● Work instructions
Please output, without any change, the lines of the material below from the very first through the one with "failures collapse into".

● Data to examine
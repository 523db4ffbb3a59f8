use crate::store::StoreError;

/// Result type for game operations
pub type GameResult<T> = Result<T, GameError>;

/// Everything a room or game operation can fail with.
///
/// Validation errors are raised before anything is written, so shared state is
/// never left half-updated by them. Store failures collapse into
/// [`GameError::ConnectionFailure`] and the operation counts as not applied.
#[derive(Debug, thiserror::Error)]
pub enum GameError {
    #[error("Room not found")]
    RoomNotFound,

    #[error("Room is full")]
    RoomFull,

    #[error("Game has already started")]
    GameAlreadyStarted,

    #[error("At least {min} players are needed to start (have {have})")]
    InsufficientPlayers { min: usize, have: usize },

    #[error("You have already decided this round")]
    AlreadyDecided,

    #[error("You have already voted")]
    AlreadyVoted,

    #[error("Connection error: {0}")]
    ConnectionFailure(#[from] StoreError),

    #[error("Not in a room")]
    NotInRoom,

    #[error("Already in a room")]
    AlreadyInRoom,

    #[error("Only the host can {0}")]
    NotHost(&'static str),

    #[error("It is not your turn")]
    NotYourTurn,

    #[error("Not possible right now: {0}")]
    WrongPhase(&'static str),

    #[error("Unknown participant: {0}")]
    UnknownParticipant(String),

    #[error("Invalid input: {0}")]
    InvalidInput(String),

    #[error("Room document is malformed: {0}")]
    CorruptDocument(#[from] serde_json::Error),
}

impl GameError {
    /// Stable code sent to clients alongside the message
    pub fn code(&self) -> &'static str {
        match self {
            GameError::RoomNotFound => "ROOM_NOT_FOUND",
            GameError::RoomFull => "ROOM_FULL",
            GameError::GameAlreadyStarted => "GAME_ALREADY_STARTED",
            GameError::InsufficientPlayers { .. } => "INSUFFICIENT_PLAYERS",
            GameError::AlreadyDecided => "ALREADY_DECIDED",
            GameError::AlreadyVoted => "ALREADY_VOTED",
            GameError::ConnectionFailure(_) => "CONNECTION_FAILURE",
            GameError::NotInRoom => "NOT_IN_ROOM",
            GameError::AlreadyInRoom => "ALREADY_IN_ROOM",
            GameError::NotHost(_) => "NOT_HOST",
            GameError::NotYourTurn => "NOT_YOUR_TURN",
            GameError::WrongPhase(_) => "WRONG_PHASE",
            GameError::UnknownParticipant(_) => "UNKNOWN_PARTICIPANT",
            GameError::InvalidInput(_) => "INVALID_INPUT",
            GameError::CorruptDocument(_) => "CORRUPT_DOCUMENT",
        }
    }
}

#[cfg(test)]
mod tests {
    use super::*;

    #[test]
    fn test_store_errors_become_connection_failures() {
        let err: GameError = StoreError::Unavailable.into();
        assert_eq!(err.code(), "CONNECTION_FAILURE");
        assert!(err.to_string().starts_with("Connection error"));
    }

    #[test]
    fn test_insufficient_players_message() {
        let err = GameError::InsufficientPlayers { min: 3, have: 2 };
        assert_eq!(err.to_string(), "At least 3 players are needed to start (have 2)");
        assert_eq!(err.code(), "INSUFFICIENT_PLAYERS");
    }
}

● Problem solution
repository 523db4ffbb3a59f8
use crate::store::StoreError;

/// Result type for game operations
pub type GameResult<T> = Result<T, GameError>;

/// Everything a room or game operation can fail with.
///
/// Validation errors are raised before anything is written, so shared state is
/// never left half-updated by them. Store failures collapse into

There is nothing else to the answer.